Dos días después avisté sobre la orilla izquierda una hermosa hacienda que contrastaba con las míseras cabañas que venía encontrando en mi camino, y decidí buscar la embarcación que estaba necesitando.
El señor Turcios Pereira, propietario de la hacienda, me recibió con exagerada amabilidad y comenzó por compadecerme por haber tenido que atravesar el Ecuador soportando a los ecuatorianos. Cuando le hice ver que éstos no habían tenido conmigo más que muestras de simpatía, decidió abandonar lo que parecía su tema preferido —despotricar de sus vecinos—, y cambiando rápidamente de conversación optó por enumerarme las infinitas comodidades y maravillas de su hacienda, en la cual podía quedarme como huésped de honor cuanto tiempo quisiera.
Realmente la hacienda Pereira merecía los elogios de su dueño, que se sentía sin duda mucho más orgulloso de ella que de toda su larga y extraña familia.
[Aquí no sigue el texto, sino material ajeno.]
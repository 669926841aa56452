#![allow(non_snake_case)]

//! Pointcheval-Sanders credential on a member secret, shared by all shipped schemes.
//!
//! The issuer has secret `(x, y)` and public `X = gg * x` and `Y = gg * y`. A credential on member
//! secret `sk` is `(sigma1, sigma2)` with `sigma1 = g * u` for random `u` and
//! `sigma2 = sigma1 * (x + y * sk)`, which satisfies `e(sigma1, X + Y * sk) = e(sigma2, gg)`.
//! Multiplying both elements by the same random scalar gives an unlinkable credential on the same
//! secret, and knowledge of `sk` is then proved in the target group with the statement
//! `e(sigma1, Y) * sk = e(sigma2, gg) - e(sigma1, X)`.
//!
//! Issuance is the 4 step join protocol:
//! 0. Manager sends a fresh nonce with a tag only it can compute from the nonce.
//! 1. Member picks `sk` and sends `tau = g * sk`, `ttau = Y * sk` and a proof of knowledge of `sk`,
//!    bound to the nonce and tag.
//! 2. Manager checks the tag, the proof and `e(g, ttau) = e(tau, Y)`, records `(tau, ttau)` in the
//!    group membership list and sends a credential on `sk`.
//! 3. Member checks the credential against `sk`.

use crate::{
    common::{self, SetupParams},
    error::GroupSigError,
    gml::Gml,
    join::JoinStep,
    objects::{JoinMessage, MemberKey},
    scheme::SchemeCode,
};
use ark_ec::{
    pairing::{Pairing, PairingOutput},
    AffineRepr, CurveGroup,
};
use ark_ff::PrimeField;
use ark_serialize::{CanonicalDeserialize, CanonicalSerialize};
use ark_std::{rand::RngCore, vec::Vec, UniformRand};
use blake2::Blake2b512;
use groupsig_spk::discrete_log::{PokDiscreteLog, PokDiscreteLogProtocol};
use groupsig_utils::{hashing_utils::hash_to_field, serde_utils::ArkObjectBytes, text};
use serde::{Deserialize, Serialize};
use serde_with::serde_as;
use zeroize::{Zeroize, ZeroizeOnDrop};

const JOIN_TAG_DST: &[u8] = b"GROUPSIG-JOIN-TAG";
const JOIN_DOMAIN: &[u8] = b"GROUPSIG-JOIN-REQUEST";

#[serde_as]
#[derive(
    Clone, PartialEq, Eq, Debug, CanonicalSerialize, CanonicalDeserialize, Serialize, Deserialize,
)]
pub struct IssuerPublicKey<E: Pairing> {
    #[serde_as(as = "ArkObjectBytes")]
    pub g: E::G1Affine,
    #[serde_as(as = "ArkObjectBytes")]
    pub gg: E::G2Affine,
    #[serde_as(as = "ArkObjectBytes")]
    pub X: E::G2Affine,
    #[serde_as(as = "ArkObjectBytes")]
    pub Y: E::G2Affine,
}

#[serde_as]
#[derive(
    Clone,
    PartialEq,
    Eq,
    Debug,
    CanonicalSerialize,
    CanonicalDeserialize,
    Serialize,
    Deserialize,
    Zeroize,
    ZeroizeOnDrop,
)]
pub struct IssuerSecretKey<F: PrimeField> {
    #[serde_as(as = "ArkObjectBytes")]
    pub x: F,
    #[serde_as(as = "ArkObjectBytes")]
    pub y: F,
}

#[serde_as]
#[derive(
    Clone, PartialEq, Eq, Debug, CanonicalSerialize, CanonicalDeserialize, Serialize, Deserialize,
)]
pub struct Credential<E: Pairing> {
    #[serde_as(as = "ArkObjectBytes")]
    pub sigma1: E::G1Affine,
    #[serde_as(as = "ArkObjectBytes")]
    pub sigma2: E::G1Affine,
}

/// What the group membership list stores for a member
#[serde_as]
#[derive(
    Clone, PartialEq, Eq, Debug, CanonicalSerialize, CanonicalDeserialize, Serialize, Deserialize,
)]
pub struct MemberRecord<E: Pairing> {
    /// `g * sk`
    #[serde_as(as = "ArkObjectBytes")]
    pub tau: E::G1Affine,
    /// `Y * sk`
    #[serde_as(as = "ArkObjectBytes")]
    pub ttau: E::G2Affine,
}

#[serde_as]
#[derive(
    Clone, PartialEq, Eq, Debug, CanonicalSerialize, CanonicalDeserialize, Serialize, Deserialize,
)]
pub struct JoinChallenge<F: PrimeField> {
    #[serde_as(as = "ArkObjectBytes")]
    pub nonce: F,
    #[serde_as(as = "ArkObjectBytes")]
    pub tag: F,
}

#[serde_as]
#[derive(
    Clone, PartialEq, Eq, Debug, CanonicalSerialize, CanonicalDeserialize, Serialize, Deserialize,
)]
#[serde(bound = "")]
pub struct JoinRequest<E: Pairing> {
    #[serde_as(as = "ArkObjectBytes")]
    pub nonce: E::ScalarField,
    #[serde_as(as = "ArkObjectBytes")]
    pub tag: E::ScalarField,
    #[serde_as(as = "ArkObjectBytes")]
    pub tau: E::G1Affine,
    #[serde_as(as = "ArkObjectBytes")]
    pub ttau: E::G2Affine,
    pub pok: PokDiscreteLog<E::G1Affine>,
}

/// Member key of all shipped schemes. The credential is set by the member's last join step.
#[serde_as]
#[derive(
    Clone,
    PartialEq,
    Eq,
    Debug,
    CanonicalSerialize,
    CanonicalDeserialize,
    Serialize,
    Deserialize,
    Zeroize,
    ZeroizeOnDrop,
)]
#[serde(bound = "")]
pub struct CredentialKey<E: Pairing> {
    #[serde_as(as = "ArkObjectBytes")]
    pub sk: E::ScalarField,
    #[zeroize(skip)]
    pub credential: Option<Credential<E>>,
}

pub fn issuer_setup<E: Pairing, R: RngCore + ?Sized>(
    rng: &mut R,
    params: &SetupParams<E>,
) -> (IssuerSecretKey<E::ScalarField>, IssuerPublicKey<E>) {
    let x = E::ScalarField::rand(rng);
    let y = E::ScalarField::rand(rng);
    let XY = E::G2::normalize_batch(&[params.gg * x, params.gg * y]);
    (
        IssuerSecretKey { x, y },
        IssuerPublicKey {
            g: params.g,
            gg: params.gg,
            X: XY[0],
            Y: XY[1],
        },
    )
}

impl<F: PrimeField> IssuerSecretKey<F> {
    /// Tag binding a join nonce to this key
    pub fn join_tag(&self, nonce: &F) -> Result<F, GroupSigError> {
        let mut bytes = text::canonical_bytes(&(self.x, self.y, *nonce))?;
        let tag = hash_to_field::<F, Blake2b512>(JOIN_TAG_DST, &bytes);
        bytes.zeroize();
        Ok(tag)
    }
}

impl<E: Pairing> Credential<E> {
    pub fn is_well_formed(&self) -> bool {
        !self.sigma1.is_zero()
    }

    /// Same credential, unlinkable to this one
    pub fn randomize<R: RngCore + ?Sized>(&self, rng: &mut R) -> Self {
        let t = E::ScalarField::rand(rng);
        let s = E::G1::normalize_batch(&[self.sigma1 * t, self.sigma2 * t]);
        Self {
            sigma1: s[0],
            sigma2: s[1],
        }
    }

    /// Base `e(sigma1, Y)` and target `e(sigma2, gg) - e(sigma1, X)` in the target group. The
    /// discrete log of the target to the base is the member secret.
    pub fn statement(&self, ipk: &IssuerPublicKey<E>) -> (PairingOutput<E>, PairingOutput<E>) {
        let base = E::pairing(self.sigma1, ipk.Y);
        let target = E::multi_pairing(
            [self.sigma2.into_group(), -self.sigma1.into_group()],
            [ipk.gg, ipk.X],
        );
        (base, target)
    }

    pub fn verify(&self, sk: &E::ScalarField, ipk: &IssuerPublicKey<E>) -> bool {
        if !self.is_well_formed() {
            return false;
        }
        let (base, target) = self.statement(ipk);
        base * sk == target
    }
}

impl<E: Pairing> JoinRequest<E> {
    fn transcript(
        code: SchemeCode,
        nonce: &E::ScalarField,
        tag: &E::ScalarField,
        tau: &E::G1Affine,
        ttau: &E::G2Affine,
    ) -> Result<Vec<u8>, GroupSigError> {
        let mut transcript = common::transcript(JOIN_DOMAIN, code);
        nonce.serialize_compressed(&mut transcript)?;
        tag.serialize_compressed(&mut transcript)?;
        tau.serialize_compressed(&mut transcript)?;
        ttau.serialize_compressed(&mut transcript)?;
        Ok(transcript)
    }

    /// Returns the request and the member secret it commits to
    pub fn new<R: RngCore + ?Sized>(
        rng: &mut R,
        code: SchemeCode,
        challenge: &JoinChallenge<E::ScalarField>,
        ipk: &IssuerPublicKey<E>,
    ) -> Result<(Self, E::ScalarField), GroupSigError> {
        let sk = E::ScalarField::rand(rng);
        let tau = (ipk.g * sk).into_affine();
        let ttau = (ipk.Y * sk).into_affine();
        let protocol = PokDiscreteLogProtocol::init(sk, E::ScalarField::rand(rng), &ipk.g);
        let mut transcript =
            Self::transcript(code, &challenge.nonce, &challenge.tag, &tau, &ttau)?;
        protocol.challenge_contribution(&ipk.g, &tau, &mut transcript)?;
        let pok = protocol.gen_proof(&common::challenge(&transcript));
        Ok((
            Self {
                nonce: challenge.nonce,
                tag: challenge.tag,
                tau,
                ttau,
                pok,
            },
            sk,
        ))
    }

    pub fn verify(
        &self,
        code: SchemeCode,
        ipk: &IssuerPublicKey<E>,
    ) -> Result<bool, GroupSigError> {
        if self.tau.is_zero() {
            return Ok(false);
        }
        let mut transcript = Self::transcript(code, &self.nonce, &self.tag, &self.tau, &self.ttau)?;
        self.pok
            .challenge_contribution(&ipk.g, &self.tau, &mut transcript)?;
        if !self
            .pok
            .verify(&self.tau, &ipk.g, &common::challenge(&transcript))
        {
            return Ok(false);
        }
        Ok(E::pairing(ipk.g, self.ttau) == E::pairing(self.tau, ipk.Y))
    }
}

impl<E: Pairing> CredentialKey<E> {
    /// The credential of a key that completed the join protocol
    pub fn credential(&self) -> Result<&Credential<E>, GroupSigError> {
        self.credential
            .as_ref()
            .ok_or(GroupSigError::IncompleteMemberKey)
    }
}

fn reject(seq: u8, reason: &'static str) -> GroupSigError {
    GroupSigError::ProtocolSequence { seq, reason }
}

/// Manager side of the join protocol, steps 0 and 2
pub(crate) fn manager_join_step<E: Pairing>(
    rng: &mut dyn RngCore,
    code: SchemeCode,
    seq: u8,
    msg_in: Option<&JoinMessage>,
    isk: &IssuerSecretKey<E::ScalarField>,
    ipk: &IssuerPublicKey<E>,
    gml: &mut Gml,
) -> Result<JoinMessage, GroupSigError> {
    match (seq, msg_in) {
        (0, _) => {
            let nonce = E::ScalarField::rand(rng);
            let challenge = JoinChallenge {
                nonce,
                tag: isk.join_tag(&nonce)?,
            };
            JoinMessage::from_typed(code, 0, &challenge)
        }
        (2, Some(msg)) => {
            let request = msg
                .to_typed::<JoinRequest<E>>()
                .map_err(|_| reject(seq, "join request does not decode"))?;
            if isk.join_tag(&request.nonce)? != request.tag {
                return Err(reject(seq, "join request answers a challenge of another manager key"));
            }
            if !request.verify(code, ipk)? {
                return Err(reject(seq, "invalid proof of knowledge of the member secret"));
            }
            let record = text::canonical_bytes(&MemberRecord::<E> {
                tau: request.tau,
                ttau: request.ttau,
            })?;
            if gml.contains(&record) {
                return Err(reject(seq, "member is already in the group membership list"));
            }
            let u = E::ScalarField::rand(rng);
            let sigma1 = (ipk.g * u).into_affine();
            let sigma2 = (sigma1 * isk.x + request.tau * (isk.y * u)).into_affine();
            let out = JoinMessage::from_typed(code, 2, &Credential::<E> { sigma1, sigma2 })?;
            let index = gml.append(record);
            log::debug!("{} join: issued credential for member {}", code, index);
            Ok(out)
        }
        _ => Err(reject(seq, "no manager step at this index")),
    }
}

/// Member side of the join protocol, steps 1 and 3
pub(crate) fn member_join_step<E: Pairing>(
    rng: &mut dyn RngCore,
    code: SchemeCode,
    seq: u8,
    msg_in: Option<&JoinMessage>,
    memkey: Option<&MemberKey>,
    ipk: &IssuerPublicKey<E>,
) -> Result<JoinStep, GroupSigError> {
    match (seq, msg_in, memkey) {
        (1, Some(msg), _) => {
            let challenge = msg
                .to_typed::<JoinChallenge<E::ScalarField>>()
                .map_err(|_| reject(seq, "join challenge does not decode"))?;
            let (request, sk) = JoinRequest::new(rng, code, &challenge, ipk)?;
            let key = CredentialKey::<E> {
                sk,
                credential: None,
            };
            Ok(JoinStep {
                memkey: MemberKey::from_typed(code, &key)?,
                msg_out: Some(JoinMessage::from_typed(code, 1, &request)?),
            })
        }
        (3, Some(msg), Some(memkey)) => {
            let key = memkey.to_typed::<CredentialKey<E>>()?;
            let credential = msg
                .to_typed::<Credential<E>>()
                .map_err(|_| reject(seq, "credential does not decode"))?;
            if !credential.verify(&key.sk, ipk) {
                return Err(reject(seq, "credential does not match the member secret"));
            }
            let key = CredentialKey::<E> {
                sk: key.sk,
                credential: Some(credential),
            };
            Ok(JoinStep {
                memkey: MemberKey::from_typed(code, &key)?,
                msg_out: None,
            })
        }
        _ => Err(reject(seq, "no member step at this index")),
    }
}

#[cfg(test)]
mod tests {
    use super::*;
    use crate::common::{Curve, Fr, G1Affine};
    use ark_std::rand::{rngs::StdRng, SeedableRng};

    fn setup(rng: &mut StdRng) -> (IssuerSecretKey<Fr>, IssuerPublicKey<Curve>) {
        let params = SetupParams::<Curve>::new::<Blake2b512>(b"test");
        issuer_setup(rng, &params)
    }

    #[test]
    fn credential_on_member_secret() {
        let mut rng = StdRng::seed_from_u64(0u64);
        let (isk, ipk) = setup(&mut rng);
        let sk = Fr::rand(&mut rng);
        let u = Fr::rand(&mut rng);
        let sigma1 = (ipk.g * u).into_affine();
        let sigma2 = (sigma1 * (isk.x + isk.y * sk)).into_affine();
        let credential = Credential::<Curve> { sigma1, sigma2 };
        assert!(credential.verify(&sk, &ipk));
        assert!(!credential.verify(&Fr::rand(&mut rng), &ipk));

        let randomized = credential.randomize(&mut rng);
        assert_ne!(randomized, credential);
        assert!(randomized.verify(&sk, &ipk));

        let zero = Credential::<Curve> {
            sigma1: G1Affine::zero(),
            sigma2: G1Affine::zero(),
        };
        assert!(!zero.is_well_formed());
        assert!(!zero.verify(&sk, &ipk));
        test_utils::test_serialization!(Credential<Curve>, randomized);
    }

    #[test]
    fn join_request() {
        let mut rng = StdRng::seed_from_u64(0u64);
        let (isk, ipk) = setup(&mut rng);
        let nonce = Fr::rand(&mut rng);
        let challenge = JoinChallenge {
            nonce,
            tag: isk.join_tag(&nonce).unwrap(),
        };
        let (request, sk) =
            JoinRequest::<Curve>::new(&mut rng, SchemeCode::PS16, &challenge, &ipk).unwrap();
        assert_eq!(request.tau, (ipk.g * sk).into_affine());
        assert!(request.verify(SchemeCode::PS16, &ipk).unwrap());
        // Bound to the scheme it was made for
        assert!(!request.verify(SchemeCode::DL21, &ipk).unwrap());
        test_utils::test_serialization!(JoinRequest<Curve>, request);

        let mut bad = request.clone();
        bad.nonce = Fr::rand(&mut rng);
        assert!(!bad.verify(SchemeCode::PS16, &ipk).unwrap());

        // `ttau` for another secret
        let mut bad = request.clone();
        bad.ttau = (ipk.Y * Fr::rand(&mut rng)).into_affine();
        assert!(!bad.verify(SchemeCode::PS16, &ipk).unwrap());

        let (other_isk, _) = setup(&mut rng);
        assert_ne!(
            other_isk.join_tag(&nonce).unwrap(),
            isk.join_tag(&nonce).unwrap()
        );
    }
}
Más de treinta hijos se le contaban al señor Pereira, teniendo solamente en cuenta los que vivían en la hacienda y sin hacer mención a cuantos le pudieran haber dado las indias de los poblados vecinos.
Por lo que me explicó, era viudo y vuelto a casar, pero me resultó imposible averiguar cuál de las seis o siete mujeres que rondaban por la casa estaba reconocida legalmente.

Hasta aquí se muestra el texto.